Gebelikte fiziksel görünüşteki değişimler, kilo artışı, ciltteki değişiklikler, hamileliğin zor geçiriliyor olması, yaşanan olası sağlık sorunları, gebenin kendini şişman ve daha az çekici hissetmesine ve sonuç olarak beden imajını olumsuz yönde etkileyebilir. Gebenin beden algısındaki değişimleri, kendine olan güvenini etkileyebilir ve benlik saygısında düşmeye neden olabilir.
Gebelikte kilo alımı ve beden algısı üzerine yapılan bir çalışmada, gebelerin %92,8’i isteyerek gebe kalmış olsa da, gebelerin yarıya yakınının mevcut kilolarından memnun iken, diğer yarısının aldıkları kilolardan olumsuz etkilendikleri ve beden imajı algılarının bu nedenle olumsuz olduğu gözlenmiştir. Gebelik süresince %27,8’i gereksiniminden daha fazla kilo aldığı, %35,9’unun ise gerekenden daha az kilo aldığı tespit edilmiştir.

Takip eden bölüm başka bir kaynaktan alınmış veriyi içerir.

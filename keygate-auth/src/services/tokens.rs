//! Single-use, TTL-bound tokens for email verification and password reset.
//!
//! Tokens live in the expiring keyed store under `<prefix>:<subject-id>`,
//! so a subject has at most one live token per purpose; issuing again
//! overwrites the pending one. Redemption is the store's atomic take
//! followed by a constant-time comparison: of two concurrent redemptions
//! at most one can observe the stored value, which is what makes the
//! tokens single-use.
//!
//! The store also carries the reset-pending ticket that bridges the gap
//! between redeeming a reset link and submitting the new password. The
//! ticket is keyed by session id and holds the subject id, so the session
//! record itself never learns about in-flight resets.

use std::sync::Arc;
use std::time::Duration;

use anyhow::anyhow;
use rand::Rng;
use subtle::ConstantTimeEq;
use tracing::{debug, warn};
use uuid::Uuid;

use crate::config::TokenConfig;
use crate::error::AuthError;
use crate::store::ExpiringStore;

/// What a one-time token authorizes.
#[derive(Debug, Clone, Copy, PartialEq, Eq, Hash)]
pub enum TokenPurpose {
    /// Confirming ownership of an email address.
    VerifyEmail,
    /// Opening a password-reset window.
    ResetPassword,
}

impl TokenPurpose {
    /// Key prefix in the expiring store.
    #[must_use]
    pub const fn prefix(self) -> &'static str {
        match self {
            Self::VerifyEmail => "veem",
            Self::ResetPassword => "repw",
        }
    }
}

/// Key prefix for reset-pending tickets.
const RESET_PENDING_PREFIX: &str = "repd";

/// Issues and redeems one-time tokens.
#[derive(Clone)]
pub struct TokenIssuer {
    store: Arc<dyn ExpiringStore>,
    config: TokenConfig,
}

impl TokenIssuer {
    /// Create an issuer over the given expiring store.
    #[must_use]
    pub fn new(store: Arc<dyn ExpiringStore>, config: TokenConfig) -> Self {
        Self { store, config }
    }

    const fn ttl(&self, purpose: TokenPurpose) -> Duration {
        match purpose {
            TokenPurpose::VerifyEmail => Duration::from_secs(self.config.verify_ttl_seconds),
            TokenPurpose::ResetPassword => Duration::from_secs(self.config.reset_ttl_seconds),
        }
    }

    fn random_token(&self) -> String {
        let mut bytes = vec![0u8; self.config.token_bytes];
        rand::rng().fill(&mut bytes[..]);
        hex::encode(bytes)
    }

    /// Issue a token for `subject`, replacing any pending one for the same
    /// purpose.
    ///
    /// # Errors
    ///
    /// Fails with [`AuthError::Internal`] if the store write fails.
    pub async fn issue(&self, purpose: TokenPurpose, subject: Uuid) -> Result<String, AuthError> {
        let token = self.random_token();
        let key = format!("{}:{subject}", purpose.prefix());
        self.store.put(&key, &token, self.ttl(purpose)).await?;
        debug!(purpose = ?purpose, subject = %subject, "issued one-time token");
        Ok(token)
    }

    /// Redeem a token. Succeeds at most once per issued token.
    ///
    /// The stored value is taken before it is compared, so a concurrent
    /// redemption race has exactly one winner; the comparison itself is
    /// constant-time over the token bytes.
    ///
    /// # Errors
    ///
    /// Fails with [`AuthError::LinkExpired`] whether the token was never
    /// issued, expired, already consumed, or simply wrong; callers cannot
    /// tell which. Store failures surface as [`AuthError::Internal`].
    pub async fn redeem(
        &self,
        purpose: TokenPurpose,
        subject: Uuid,
        candidate: &str,
    ) -> Result<(), AuthError> {
        let key = format!("{}:{subject}", purpose.prefix());
        let Some(stored) = self.store.take(&key).await? else {
            warn!(purpose = ?purpose, subject = %subject, "redemption of absent token");
            return Err(AuthError::LinkExpired);
        };

        if constant_time_eq(stored.as_bytes(), candidate.as_bytes()) {
            debug!(purpose = ?purpose, subject = %subject, "token redeemed");
            Ok(())
        } else {
            warn!(purpose = ?purpose, subject = %subject, "redemption with mismatched token");
            Err(AuthError::LinkExpired)
        }
    }

    /// Open the reset window for a session after its reset link was
    /// redeemed. The ticket records which subject the reset belongs to.
    ///
    /// # Errors
    ///
    /// Fails with [`AuthError::Internal`] if the store write fails.
    pub async fn open_reset_window(&self, session_id: &str, subject: Uuid) -> Result<(), AuthError> {
        let key = format!("{RESET_PENDING_PREFIX}:{session_id}");
        self.store
            .put(
                &key,
                &subject.to_string(),
                Duration::from_secs(self.config.reset_window_seconds),
            )
            .await?;
        debug!(subject = %subject, "opened reset window");
        Ok(())
    }

    /// Claim and close the session's reset window, returning the subject
    /// the reset was opened for.
    ///
    /// # Errors
    ///
    /// Fails with [`AuthError::LinkExpired`] if no window is open for the
    /// session, and [`AuthError::Internal`] on store failure or a corrupt
    /// ticket value.
    pub async fn claim_reset_window(&self, session_id: &str) -> Result<Uuid, AuthError> {
        let key = format!("{RESET_PENDING_PREFIX}:{session_id}");
        let Some(value) = self.store.take(&key).await? else {
            return Err(AuthError::LinkExpired);
        };
        value
            .parse()
            .map_err(|_| AuthError::Internal(anyhow!("corrupt reset ticket")))
    }
}

/// Length-guarded constant-time equality.
///
/// The length check is not secret: token lengths are public protocol
/// shape. Content comparison never short-circuits.
fn constant_time_eq(a: &[u8], b: &[u8]) -> bool {
    if a.len() != b.len() {
        return false;
    }
    a.ct_eq(b).into()
}

#[cfg(test)]
mod tests {
    use super::*;
    use crate::store::memory::MemoryExpiringStore;

    fn issuer() -> TokenIssuer {
        TokenIssuer::new(Arc::new(MemoryExpiringStore::new()), TokenConfig::default())
    }

    #[tokio::test]
    async fn tokens_are_forty_hex_chars() {
        let issuer = issuer();
        let token = issuer
            .issue(TokenPurpose::VerifyEmail, Uuid::new_v4())
            .await
            .unwrap();
        assert_eq!(token.len(), 40);
        assert!(token.chars().all(|c| c.is_ascii_hexdigit()));
    }

    #[tokio::test]
    async fn redemption_succeeds_exactly_once() {
        let issuer = issuer();
        let subject = Uuid::new_v4();
        let token = issuer.issue(TokenPurpose::VerifyEmail, subject).await.unwrap();

        issuer
            .redeem(TokenPurpose::VerifyEmail, subject, &token)
            .await
            .unwrap();
        let err = issuer
            .redeem(TokenPurpose::VerifyEmail, subject, &token)
            .await
            .unwrap_err();
        assert!(matches!(err, AuthError::LinkExpired));
    }

    #[tokio::test]
    async fn wrong_candidate_fails_and_consumes_nothing_visible() {
        let issuer = issuer();
        let subject = Uuid::new_v4();
        let token = issuer.issue(TokenPurpose::ResetPassword, subject).await.unwrap();

        let mut wrong = token.clone();
        let flipped = if wrong.ends_with('0') { '1' } else { '0' };
        wrong.pop();
        wrong.push(flipped);

        let err = issuer
            .redeem(TokenPurpose::ResetPassword, subject, &wrong)
            .await
            .unwrap_err();
        assert!(matches!(err, AuthError::LinkExpired));
    }

    #[tokio::test]
    async fn reissue_invalidates_the_previous_token() {
        let issuer = issuer();
        let subject = Uuid::new_v4();
        let first = issuer.issue(TokenPurpose::VerifyEmail, subject).await.unwrap();
        let second = issuer.issue(TokenPurpose::VerifyEmail, subject).await.unwrap();
        assert_ne!(first, second);

        let err = issuer
            .redeem(TokenPurpose::VerifyEmail, subject, &first)
            .await
            .unwrap_err();
        assert!(matches!(err, AuthError::LinkExpired));
    }

    #[tokio::test]
    async fn purposes_do_not_cross_redeem() {
        let issuer = issuer();
        let subject = Uuid::new_v4();
        let token = issuer.issue(TokenPurpose::VerifyEmail, subject).await.unwrap();

        let err = issuer
            .redeem(TokenPurpose::ResetPassword, subject, &token)
            .await
            .unwrap_err();
        assert!(matches!(err, AuthError::LinkExpired));
    }

    #[tokio::test]
    async fn concurrent_redemptions_have_one_winner() {
        let issuer = issuer();
        let subject = Uuid::new_v4();
        let token = issuer.issue(TokenPurpose::VerifyEmail, subject).await.unwrap();

        let (first, second) = tokio::join!(
            issuer.redeem(TokenPurpose::VerifyEmail, subject, &token),
            issuer.redeem(TokenPurpose::VerifyEmail, subject, &token),
        );
        assert_eq!(
            u32::from(first.is_ok()) + u32::from(second.is_ok()),
            1,
            "exactly one concurrent redemption may succeed"
        );
    }

    #[tokio::test]
    async fn reset_window_claims_once() {
        let issuer = issuer();
        let subject = Uuid::new_v4();
        issuer.open_reset_window("session-1", subject).await.unwrap();

        assert_eq!(issuer.claim_reset_window("session-1").await.unwrap(), subject);
        let err = issuer.claim_reset_window("session-1").await.unwrap_err();
        assert!(matches!(err, AuthError::LinkExpired));
    }

    #[test]
    fn constant_time_eq_handles_lengths() {
        assert!(constant_time_eq(b"abcd", b"abcd"));
        assert!(!constant_time_eq(b"abcd", b"abce"));
        assert!(!constant_time_eq(b"abcd", b"abc"));
    }
}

Yani planladığından veya hayal ettiğinden ya da doktorunun önerdiğinden daha fazla kilo alan gebeler, bedenlerini daha az kadınsı bulmaya, kendilerini beğenmemeye, çekici bulamamaya daha eğilimli olmaktadırlar. Çeşitli sağlık nedenleri ya da hamilelikte gözlenen bulantı nedeniyle istedikleri kadar kilo alamayan gebelerin bir kısmı çocuk için endişelenebilir, kendini yetersiz hissedebilir. Kilo almayan bir kısım anne ise aslen beden algılarını korumak adına gerekli olan kilo alımından kaçınıyor olabilirler, ki bu da çocuğuna karşı bastırılmış ya da farkında olunan içsel bir suçluluk duygusunu da doğurabilir.
Gebelikteki beden algısı, gebeliğin isteyerek olup olmaması ve sosyal desteğin varlığından etkilenmektedir. Ancak çalışmalarda, gebelikleri süresince aile ve çevresinden yüksek oranda destek aldıklarını belirtmelerine ve çoğunluğunun isteyerek gebe kalmasına rağmen, trimestır arttıkça (özellikle 3.trimesterde) gebelerin hem beden algılarının hem de kendilerini cinsel olarak çekici bulmalarının ve cinsel yaşamlarından memnuniyetlerinin olumsuz yönde etkilendiği izlenmiştir. Olumlu beden imajı cinsellikten memnuniyeti de etkilemektedir.
Çalışmalara göre gebelik öncesinde sağlıklı ve olumlu bir beden algısına sahip olan gebeler bile, üçüncü trimestıre geldiklerinde beden algıları dana önceki dönemlere göre daha olumsuz yönde etkilenmektedir.
Eğitim düzeyi yüksek olan ve çalışan annelerin beden algısının daha olumlu olduğu da belirlenmiştir. Başka bir araştırmada ise, gebelik sayısı ile beden algıları arasında negatif bir ilişki olduğu, yani önceki gebelik sayısı arttıkça gebelerin beden algılarının daha düşük olduğu saptanmıştır. Öz saygının düşük, gebeliğe özgü endişelerin yüksek düzeyde olması, beden imajından memnuniyetsizlik için risk faktörleridir. Bunların yanı sıra, düşük uyku kalitesi, düşük fiziksel aktivite düzeyi, bozuk yeme davranışı, yüksek vücut kitle endeksi ve kilo alımının fazla olması önemli belirleyicilerdir.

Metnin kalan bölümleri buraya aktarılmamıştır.